Now imagine, within the first few months in their classroom, the spirit of this new teacher is tested and, within the first few years, her resilience and perspective remolded by a system not designed for what the innovative young mind had planned. Meanwhile, a colleague of hers seems to have finally reached his stride, finding measured success in teaching by the proverbial book and expressing the same general concerns over student academic and behavior challenges as his fellow teachers.
I have seen my fellow university credential candidates find other professions after going through the hiring process or experiencing their first years of teaching. In schools where I’ve taught, I’ve seen new teachers come and go for a variety of reasons, all of which are related to the system of education and its impact on their lives. I know teachers today who proudly declare that their experience with education, though challenging, is no more challenging than any other profession.

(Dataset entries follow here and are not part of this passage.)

use std::collections::BTreeMap;

use serde::{Deserialize, Serialize};

/// Right-handed, z-up coordinate (metres for positions, degrees for rotations).
#[derive(Debug, Clone, Copy, PartialEq, Default, Serialize, Deserialize)]
pub struct Vec3 {
    pub x: f64,
    pub y: f64,
    pub z: f64,
}

impl Vec3 {
    pub const ZERO: Vec3 = Vec3 {
        x: 0.0,
        y: 0.0,
        z: 0.0,
    };

    pub fn new(x: f64, y: f64, z: f64) -> Self {
        Self { x, y, z }
    }

    pub fn add(self, other: Vec3) -> Vec3 {
        Vec3::new(self.x + other.x, self.y + other.y, self.z + other.z)
    }
}

/// Bounding extents: width along x, depth along y, height along z.
#[derive(Debug, Clone, Copy, PartialEq, Serialize, Deserialize)]
pub struct Extents {
    pub width: f64,
    pub depth: f64,
    pub height: f64,
}

impl Extents {
    pub fn new(width: f64, depth: f64, height: f64) -> Self {
        Self {
            width,
            depth,
            height,
        }
    }

    pub fn footprint_area(&self) -> f64 {
        self.width * self.depth
    }
}

#[derive(Debug, Clone, Copy, PartialEq, Eq, Serialize, Deserialize)]
#[serde(rename_all = "snake_case")]
pub enum SceneStatus {
    Pending,
    InProgress,
    Revision,
    Completed,
    Failed,
}

impl SceneStatus {
    pub fn is_terminal(self) -> bool {
        matches!(self, SceneStatus::Completed | SceneStatus::Failed)
    }
}

#[derive(Debug, Clone, Copy, PartialEq, Eq, Serialize, Deserialize)]
#[serde(rename_all = "snake_case")]
pub enum EntityStatus {
    Requested,
    Resolved,
    Placed,
    Textured,
    Validated,
}

#[derive(Debug, Clone, Copy, PartialEq, Eq, Hash, PartialOrd, Ord, Serialize, Deserialize)]
#[serde(rename_all = "snake_case")]
pub enum ShaderKind {
    Cloth,
    Wood,
    Metal,
    Glass,
    Plastic,
    PrincipledBsdf,
}

impl ShaderKind {
    pub fn as_str(self) -> &'static str {
        match self {
            ShaderKind::Cloth => "cloth",
            ShaderKind::Wood => "wood",
            ShaderKind::Metal => "metal",
            ShaderKind::Glass => "glass",
            ShaderKind::Plastic => "plastic",
            ShaderKind::PrincipledBsdf => "principled_bsdf",
        }
    }

    /// Glass and metal read correctly without a diffuse texture.
    pub fn texture_optional(self) -> bool {
        matches!(self, ShaderKind::Glass | ShaderKind::Metal)
    }
}

/// PBR material.
#[derive(Debug, Clone, PartialEq, Serialize, Deserialize)]
pub struct Material {
    pub name: String,
    pub shader: ShaderKind,
    /// RGBA in 0..=1.
    pub base_color: [f64; 4],
    pub roughness: f64,
    pub metallic: f64,
    pub subsurface: f64,
    pub clear_coat: f64,
    pub texture_map: Option<String>,
    pub normal_map: Option<String>,
    pub roughness_map: Option<String>,
}

impl Material {
    /// Mean of the RGB channels.
    pub fn brightness(&self) -> f64 {
        (self.base_color[0] + self.base_color[1] + self.base_color[2]) / 3.0
    }
}

#[derive(Debug, Clone, PartialEq, Serialize, Deserialize)]
pub struct SceneEntity {
    pub id: String,
    pub name: String,
    pub asset_ref: Option<String>,
    pub extents: Option<Extents>,
    #[serde(default)]
    pub polygon_count: u32,
    /// World position for roots; offset from the parent's position for children.
    pub position: Option<Vec3>,
    pub rotation: Option<Vec3>,
    pub material: Option<Material>,
    #[serde(default)]
    pub parent_id: Option<String>,
    #[serde(default)]
    pub placeholder: bool,
    #[serde(default)]
    pub substituted_from: Option<String>,
    pub status: EntityStatus,
}

impl SceneEntity {
    pub fn requested(id: impl Into<String>, name: impl Into<String>) -> Self {
        Self {
            id: id.into(),
            name: name.into(),
            asset_ref: None,
            extents: None,
            polygon_count: 0,
            position: None,
            rotation: None,
            material: None,
            parent_id: None,
            placeholder: false,
            substituted_from: None,
            status: EntityStatus::Requested,
        }
    }

    pub fn name_contains(&self, needle: &str) -> bool {
        self.name.to_lowercase().contains(&needle.to_lowercase())
    }

    /// Walls, floors and similar fixtures are not subject to resting checks.
    /// The fixture word has to be the head noun: a floor lamp is a lamp.
    pub fn is_architectural(&self) -> bool {
        const FIXTURES: [&str; 5] = ["wall", "floor", "window", "ceiling", "door"];
        let lower = self.name.to_lowercase();
        let Some(head) = lower
            .split(|c: char| !c.is_alphanumeric())
            .filter(|w| !w.is_empty())
            .last()
        else {
            return false;
        };
        FIXTURES
            .iter()
            .any(|f| head == *f || head.strip_suffix('s') == Some(*f))
    }
}

#[derive(Debug, Clone, Copy, PartialEq, Eq, Serialize, Deserialize)]
#[serde(rename_all = "snake_case")]
pub enum LightKind {
    Sun,
    Area,
    Point,
    Spot,
}

#[derive(Debug, Clone, PartialEq, Serialize, Deserialize)]
pub struct LightSource {
    pub name: String,
    pub kind: LightKind,
    pub position: Vec3,
    pub rotation: Vec3,
    /// Kelvin.
    pub color_temperature: u32,
    pub intensity: f64,
    /// Degrees.
    pub angle: f64,
    pub size: f64,
}

#[derive(Debug, Clone, PartialEq, Serialize, Deserialize)]
pub struct Lighting {
    pub lights: Vec<LightSource>,
    pub hdri: Option<String>,
    pub ambient_intensity: f64,
    pub exposure: f64,
}

#[derive(Debug, Clone, PartialEq, Serialize, Deserialize)]
pub struct Camera {
    pub position: Vec3,
    pub target: Vec3,
    /// Millimetres.
    pub focal_length: f64,
    /// f-stop.
    pub aperture: f64,
    pub sensor_size: f64,
    pub depth_of_field: bool,
    pub focus_distance: f64,
}

#[derive(Debug, Clone, Copy, PartialEq, Eq, PartialOrd, Ord, Hash, Serialize, Deserialize)]
#[serde(rename_all = "snake_case")]
pub enum Severity {
    Info,
    Warning,
    Error,
}

impl Severity {
    pub fn as_str(self) -> &'static str {
        match self {
            Severity::Info => "info",
            Severity::Warning => "warning",
            Severity::Error => "error",
        }
    }
}

#[derive(Debug, Clone, Copy, PartialEq, Eq, PartialOrd, Ord, Hash, Serialize, Deserialize)]
#[serde(rename_all = "snake_case")]
pub enum IssueCategory {
    Clipping,
    Floating,
    Material,
    Lighting,
    Overexposure,
    PromptAlignment,
    MissingAsset,
}

impl IssueCategory {
    pub const ALL: [IssueCategory; 7] = [
        IssueCategory::Clipping,
        IssueCategory::Floating,
        IssueCategory::Material,
        IssueCategory::Lighting,
        IssueCategory::Overexposure,
        IssueCategory::PromptAlignment,
        IssueCategory::MissingAsset,
    ];

    pub fn as_str(self) -> &'static str {
        match self {
            IssueCategory::Clipping => "clipping",
            IssueCategory::Floating => "floating",
            IssueCategory::Material => "material",
            IssueCategory::Lighting => "lighting",
            IssueCategory::Overexposure => "overexposure",
            IssueCategory::PromptAlignment => "prompt_alignment",
            IssueCategory::MissingAsset => "missing_asset",
        }
    }
}

#[derive(Debug, Clone, PartialEq, Serialize, Deserialize)]
pub struct Issue {
    pub severity: Severity,
    pub category: IssueCategory,
    pub description: String,
    pub entity_id: Option<String>,
    pub suggested_fix: Option<String>,
}

impl Issue {
    pub fn new(severity: Severity, category: IssueCategory, description: impl Into<String>) -> Self {
        Self {
            severity,
            category,
            description: description.into(),
            entity_id: None,
            suggested_fix: None,
        }
    }

    pub fn with_entity(mut self, entity_id: impl Into<String>) -> Self {
        self.entity_id = Some(entity_id.into());
        self
    }

    pub fn with_fix(mut self, fix: impl Into<String>) -> Self {
        self.suggested_fix = Some(fix.into());
        self
    }
}

#[derive(Debug, Clone, PartialEq, Default, Serialize, Deserialize)]
#[serde(default)]
pub struct Relationship {
    pub object: String,
    pub relative_to: String,
    /// Free-form relation, e.g. "on", "next to", "facing".
    pub position: String,
}

#[derive(Debug, Clone, PartialEq, Default, Serialize, Deserialize)]
pub struct SpatialHints {
    pub primary_focal_point: Option<String>,
    #[serde(default)]
    pub relationships: Vec<Relationship>,
    /// Explicit zone assignment by entity name.
    #[serde(default)]
    pub zones: BTreeMap<String, String>,
}

#[derive(Debug, Clone, PartialEq, Default, Serialize, Deserialize)]
pub struct MaterialHint {
    #[serde(default)]
    pub style: String,
    #[serde(default)]
    pub finish: String,
}

#[derive(Debug, Clone, PartialEq, Default, Serialize, Deserialize)]
pub struct LightingHints {
    pub time_of_day: Option<String>,
    pub mood: Option<String>,
    pub intimacy: Option<String>,
}

/// Intent derived from the request.
#[derive(Debug, Clone, PartialEq, Serialize, Deserialize)]
pub struct Plan {
    pub mood: String,
    pub required_entities: Vec<String>,
    pub spatial: SpatialHints,
    pub materials: BTreeMap<String, MaterialHint>,
    pub lighting: LightingHints,
    pub execution_order: Vec<crate::stages::Stage>,
}

impl Plan {
    pub fn is_primary_focal(&self, entity_name: &str) -> bool {
        self.spatial
            .primary_focal_point
            .as_deref()
            .is_some_and(|focal| !focal.is_empty() && entity_name.eq_ignore_ascii_case(focal))
    }
}

#[derive(Debug, Clone, PartialEq, Serialize, Deserialize)]
pub struct ActionEntry {
    pub stage: crate::stages::Stage,
    pub summary: String,
    pub timestamp: u64,
}

/// Result of one validation pass.
#[derive(Debug, Clone, PartialEq, Serialize, Deserialize)]
pub struct ValidationOutcome {
    pub passed: bool,
    pub score: u32,
    pub report: Option<String>,
}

I know just as many other teachers who continue to push through the weariness and isolation, continuing to work within a system that weighs down on their innovative spirit.
It is not difficult to cherry-pick data that corroborates for or against the education system:
Data against problems with the system: “…the percentage of teachers with 10 to 20 years of experience increased from 29 to 39 percent during this period… [and] among public school teachers with 1–3 years of experience, 80 percent stayed in their base-year school, 13 percent moved to another school, and 7 percent left teaching in 2012–13” (source).
Data for having concern with the system: “In 1987-88, there were about 65,000 first-year public school teachers; by 2015-16, there were about 191,000 first-year public school teachers… [and recently confirmed] more than 44 percent of new teachers in public and private schools leave teaching within 5 years of entry” (source).
Whatever your personal experience may be, the national data gives a birds-eye view of the fact that people are simply not choosing to make a career out of classroom teaching—especially those with an innovative spirit.
My own experience has been that leadership teams with high levels of interest in concepts designed to improve the status quo, such as Standards-Based Grading (SBG) and Social-Emotional Learning (SEL), find challenges not with the concepts themselves so much as how the concepts can be adopted into their current system. However, schools must see the system of education as an interconnected series of mechanisms where any effort to improve one part of a mechanism will naturally have an impact on other related and important mechanisms.
Now imagine that same school adopting into classrooms SEL concepts without adapting other mechanisms, choosing not to implement reform to how teachers are trained, how staff is supported, how budgets are allocated, how parents are provided support, and how HR handles new conflicts, just to name a few. Adopting SEL into classroom instruction can easily be seen as a failure when only that one mechanism of classroom instruction and management is being addressed. For example, imagine a school acknowledging that adopting SEL into classroom instruction can improve teacher retention by addressing student social and emotional health, thus reducing school-wide suspension rates and improving in-class student behaviors. This is becoming more common. As a 2018 report from the Learning Policy Institute claims, states are encouraging school districts to “replace zero-tolerance strategies with effective SEL programs and approaches such as restorative justice.”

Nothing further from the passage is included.